--- Dataset ---
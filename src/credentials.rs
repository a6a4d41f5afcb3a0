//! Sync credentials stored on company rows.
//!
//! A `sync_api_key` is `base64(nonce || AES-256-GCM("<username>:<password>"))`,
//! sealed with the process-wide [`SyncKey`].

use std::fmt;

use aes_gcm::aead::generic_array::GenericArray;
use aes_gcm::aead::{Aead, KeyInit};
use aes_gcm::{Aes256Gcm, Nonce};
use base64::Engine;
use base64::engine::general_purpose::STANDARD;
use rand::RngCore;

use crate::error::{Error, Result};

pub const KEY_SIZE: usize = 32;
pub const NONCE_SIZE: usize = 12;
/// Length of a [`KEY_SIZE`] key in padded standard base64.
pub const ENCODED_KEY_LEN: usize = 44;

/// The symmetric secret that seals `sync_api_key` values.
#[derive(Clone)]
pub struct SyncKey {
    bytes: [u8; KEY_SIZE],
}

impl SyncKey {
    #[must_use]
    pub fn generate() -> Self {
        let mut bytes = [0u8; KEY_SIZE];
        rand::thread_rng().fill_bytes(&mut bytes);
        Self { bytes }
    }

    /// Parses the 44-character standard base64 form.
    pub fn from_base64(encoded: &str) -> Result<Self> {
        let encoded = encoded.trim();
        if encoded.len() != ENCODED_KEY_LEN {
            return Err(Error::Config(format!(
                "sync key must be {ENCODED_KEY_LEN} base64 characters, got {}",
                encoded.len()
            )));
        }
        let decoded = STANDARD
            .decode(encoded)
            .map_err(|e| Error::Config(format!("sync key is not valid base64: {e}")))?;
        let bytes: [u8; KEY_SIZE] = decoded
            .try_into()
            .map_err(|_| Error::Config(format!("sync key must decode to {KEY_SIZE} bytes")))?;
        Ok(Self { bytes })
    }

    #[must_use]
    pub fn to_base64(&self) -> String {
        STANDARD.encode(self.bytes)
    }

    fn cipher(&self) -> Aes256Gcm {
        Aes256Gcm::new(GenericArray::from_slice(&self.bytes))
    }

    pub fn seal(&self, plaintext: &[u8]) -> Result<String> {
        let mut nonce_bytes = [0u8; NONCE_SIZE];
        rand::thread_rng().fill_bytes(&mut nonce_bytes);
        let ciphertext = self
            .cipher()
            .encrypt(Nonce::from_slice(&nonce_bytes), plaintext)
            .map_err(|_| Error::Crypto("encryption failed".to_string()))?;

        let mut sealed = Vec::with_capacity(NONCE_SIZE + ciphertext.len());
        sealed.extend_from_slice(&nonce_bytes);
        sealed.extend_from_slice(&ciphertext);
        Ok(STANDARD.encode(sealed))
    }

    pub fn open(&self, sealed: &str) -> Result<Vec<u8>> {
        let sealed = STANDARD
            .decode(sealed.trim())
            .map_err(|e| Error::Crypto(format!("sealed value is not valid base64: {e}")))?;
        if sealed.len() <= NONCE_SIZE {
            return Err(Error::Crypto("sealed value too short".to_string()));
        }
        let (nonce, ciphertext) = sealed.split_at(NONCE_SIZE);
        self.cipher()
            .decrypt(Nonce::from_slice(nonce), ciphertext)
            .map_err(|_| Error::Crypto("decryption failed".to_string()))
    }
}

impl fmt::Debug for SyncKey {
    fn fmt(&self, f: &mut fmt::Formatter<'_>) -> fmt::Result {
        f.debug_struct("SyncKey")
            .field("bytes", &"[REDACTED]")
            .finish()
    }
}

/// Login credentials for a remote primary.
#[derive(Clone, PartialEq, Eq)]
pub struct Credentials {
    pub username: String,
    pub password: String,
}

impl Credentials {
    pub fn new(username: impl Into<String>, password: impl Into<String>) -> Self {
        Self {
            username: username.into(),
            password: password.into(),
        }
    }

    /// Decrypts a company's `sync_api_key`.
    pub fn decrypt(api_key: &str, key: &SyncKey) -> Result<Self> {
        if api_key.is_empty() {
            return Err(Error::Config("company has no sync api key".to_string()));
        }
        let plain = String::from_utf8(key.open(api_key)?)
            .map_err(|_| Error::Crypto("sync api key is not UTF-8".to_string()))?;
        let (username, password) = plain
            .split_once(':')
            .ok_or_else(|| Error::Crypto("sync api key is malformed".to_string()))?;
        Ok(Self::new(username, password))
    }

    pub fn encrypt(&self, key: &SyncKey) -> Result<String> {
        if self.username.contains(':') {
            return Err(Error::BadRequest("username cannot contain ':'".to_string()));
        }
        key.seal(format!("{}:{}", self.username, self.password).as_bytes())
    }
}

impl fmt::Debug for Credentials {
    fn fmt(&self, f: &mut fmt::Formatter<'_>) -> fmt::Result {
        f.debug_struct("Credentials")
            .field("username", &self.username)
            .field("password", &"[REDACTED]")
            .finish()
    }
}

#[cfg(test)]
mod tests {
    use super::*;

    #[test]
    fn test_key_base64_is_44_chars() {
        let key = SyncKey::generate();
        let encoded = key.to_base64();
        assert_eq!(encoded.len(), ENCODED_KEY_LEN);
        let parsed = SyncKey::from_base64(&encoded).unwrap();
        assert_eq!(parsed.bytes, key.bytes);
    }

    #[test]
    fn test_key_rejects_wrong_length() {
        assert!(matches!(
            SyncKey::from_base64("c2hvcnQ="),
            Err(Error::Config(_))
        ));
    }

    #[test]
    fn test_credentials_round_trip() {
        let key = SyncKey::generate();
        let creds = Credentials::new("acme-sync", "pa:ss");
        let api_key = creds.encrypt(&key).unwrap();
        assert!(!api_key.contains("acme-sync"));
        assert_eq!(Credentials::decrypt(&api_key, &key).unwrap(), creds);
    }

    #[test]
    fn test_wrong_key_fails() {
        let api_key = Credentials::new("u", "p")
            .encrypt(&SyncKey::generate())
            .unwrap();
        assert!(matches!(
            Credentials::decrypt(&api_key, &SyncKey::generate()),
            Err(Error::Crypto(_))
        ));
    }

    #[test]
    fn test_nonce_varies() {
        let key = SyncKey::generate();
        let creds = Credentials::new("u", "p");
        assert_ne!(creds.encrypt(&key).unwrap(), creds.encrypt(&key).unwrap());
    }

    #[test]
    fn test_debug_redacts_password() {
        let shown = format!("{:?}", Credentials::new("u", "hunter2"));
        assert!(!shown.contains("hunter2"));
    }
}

* * *

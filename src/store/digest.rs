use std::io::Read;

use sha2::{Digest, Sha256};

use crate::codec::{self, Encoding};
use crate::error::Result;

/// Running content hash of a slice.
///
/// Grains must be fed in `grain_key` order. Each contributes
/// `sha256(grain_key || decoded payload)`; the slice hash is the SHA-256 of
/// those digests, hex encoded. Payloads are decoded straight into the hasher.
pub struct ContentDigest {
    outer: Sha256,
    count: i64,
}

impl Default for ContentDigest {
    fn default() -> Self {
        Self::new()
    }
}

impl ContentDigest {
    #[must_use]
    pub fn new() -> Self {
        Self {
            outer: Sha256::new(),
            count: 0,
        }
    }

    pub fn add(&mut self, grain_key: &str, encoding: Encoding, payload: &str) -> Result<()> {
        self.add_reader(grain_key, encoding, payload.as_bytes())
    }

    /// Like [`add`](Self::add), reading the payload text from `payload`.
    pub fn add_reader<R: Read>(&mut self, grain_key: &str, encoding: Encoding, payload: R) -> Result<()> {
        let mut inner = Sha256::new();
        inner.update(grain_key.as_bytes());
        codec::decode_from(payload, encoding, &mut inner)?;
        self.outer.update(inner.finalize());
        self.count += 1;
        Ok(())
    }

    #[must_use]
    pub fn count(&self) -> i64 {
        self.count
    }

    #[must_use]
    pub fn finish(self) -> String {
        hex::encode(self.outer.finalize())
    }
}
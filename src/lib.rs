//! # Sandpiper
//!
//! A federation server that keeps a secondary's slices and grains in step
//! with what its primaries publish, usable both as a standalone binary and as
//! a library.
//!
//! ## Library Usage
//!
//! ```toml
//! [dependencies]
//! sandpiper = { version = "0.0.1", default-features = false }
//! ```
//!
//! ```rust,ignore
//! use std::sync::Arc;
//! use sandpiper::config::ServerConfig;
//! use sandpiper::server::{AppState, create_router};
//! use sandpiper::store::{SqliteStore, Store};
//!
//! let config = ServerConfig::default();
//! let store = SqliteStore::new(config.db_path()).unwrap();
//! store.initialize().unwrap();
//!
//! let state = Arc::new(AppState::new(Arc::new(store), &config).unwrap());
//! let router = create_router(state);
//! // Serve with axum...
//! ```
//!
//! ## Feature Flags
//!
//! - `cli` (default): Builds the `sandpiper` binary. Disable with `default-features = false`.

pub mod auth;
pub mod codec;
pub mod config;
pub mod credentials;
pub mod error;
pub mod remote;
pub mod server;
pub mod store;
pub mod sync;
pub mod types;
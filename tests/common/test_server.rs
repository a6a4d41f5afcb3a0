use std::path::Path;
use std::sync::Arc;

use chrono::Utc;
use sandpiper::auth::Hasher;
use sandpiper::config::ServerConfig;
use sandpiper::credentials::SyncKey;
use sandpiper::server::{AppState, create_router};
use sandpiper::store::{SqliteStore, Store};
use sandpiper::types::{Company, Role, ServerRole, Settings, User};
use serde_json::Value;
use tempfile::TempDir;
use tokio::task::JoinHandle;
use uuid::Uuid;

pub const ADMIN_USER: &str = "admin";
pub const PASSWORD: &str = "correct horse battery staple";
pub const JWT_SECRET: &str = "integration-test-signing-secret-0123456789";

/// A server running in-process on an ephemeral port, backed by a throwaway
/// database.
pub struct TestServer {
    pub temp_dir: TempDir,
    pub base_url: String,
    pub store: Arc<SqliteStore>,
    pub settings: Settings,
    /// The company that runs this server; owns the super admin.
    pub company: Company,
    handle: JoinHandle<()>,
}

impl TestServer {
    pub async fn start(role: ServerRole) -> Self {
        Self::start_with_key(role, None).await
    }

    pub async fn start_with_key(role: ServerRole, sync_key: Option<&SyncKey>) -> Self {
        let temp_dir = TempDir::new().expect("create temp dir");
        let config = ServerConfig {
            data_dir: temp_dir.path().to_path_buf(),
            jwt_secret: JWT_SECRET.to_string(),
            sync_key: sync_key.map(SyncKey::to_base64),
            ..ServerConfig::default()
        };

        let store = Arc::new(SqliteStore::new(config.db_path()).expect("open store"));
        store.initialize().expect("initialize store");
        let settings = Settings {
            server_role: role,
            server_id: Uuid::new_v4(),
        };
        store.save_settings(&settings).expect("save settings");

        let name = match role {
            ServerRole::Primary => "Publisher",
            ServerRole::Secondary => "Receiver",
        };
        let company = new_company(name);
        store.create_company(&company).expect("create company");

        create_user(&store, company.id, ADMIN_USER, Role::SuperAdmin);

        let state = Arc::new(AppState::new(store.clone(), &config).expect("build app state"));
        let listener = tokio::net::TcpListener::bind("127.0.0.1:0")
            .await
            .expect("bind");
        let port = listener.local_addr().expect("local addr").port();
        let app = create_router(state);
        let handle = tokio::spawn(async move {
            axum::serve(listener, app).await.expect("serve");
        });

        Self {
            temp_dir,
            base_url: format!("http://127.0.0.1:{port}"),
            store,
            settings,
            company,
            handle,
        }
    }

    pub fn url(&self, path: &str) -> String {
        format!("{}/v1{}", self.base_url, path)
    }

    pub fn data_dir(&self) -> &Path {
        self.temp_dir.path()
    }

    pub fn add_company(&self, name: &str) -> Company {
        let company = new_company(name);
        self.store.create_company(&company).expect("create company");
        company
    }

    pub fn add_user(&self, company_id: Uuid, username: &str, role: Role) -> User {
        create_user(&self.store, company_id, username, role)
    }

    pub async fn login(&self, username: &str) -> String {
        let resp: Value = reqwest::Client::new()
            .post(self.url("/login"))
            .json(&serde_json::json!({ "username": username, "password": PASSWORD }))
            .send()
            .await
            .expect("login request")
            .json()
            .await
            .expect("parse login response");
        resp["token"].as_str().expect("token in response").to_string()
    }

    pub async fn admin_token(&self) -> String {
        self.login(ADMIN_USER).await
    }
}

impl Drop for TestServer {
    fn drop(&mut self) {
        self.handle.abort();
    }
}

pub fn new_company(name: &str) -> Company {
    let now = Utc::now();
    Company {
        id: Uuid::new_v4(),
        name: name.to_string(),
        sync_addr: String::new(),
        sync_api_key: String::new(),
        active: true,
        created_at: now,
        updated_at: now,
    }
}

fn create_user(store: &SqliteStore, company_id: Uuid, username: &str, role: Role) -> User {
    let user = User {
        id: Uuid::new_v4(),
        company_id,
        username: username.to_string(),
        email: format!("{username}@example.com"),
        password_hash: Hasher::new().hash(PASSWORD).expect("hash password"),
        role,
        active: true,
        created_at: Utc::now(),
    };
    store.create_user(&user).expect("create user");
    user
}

--- What needs to be done ---
Using the listing, filter for "failed" and return the matching lines.

--- Task answer ---
            .map_err(|_| Error::Crypto("encryption failed".to_string()))?;
            .map_err(|_| Error::Crypto("decryption failed".to_string()))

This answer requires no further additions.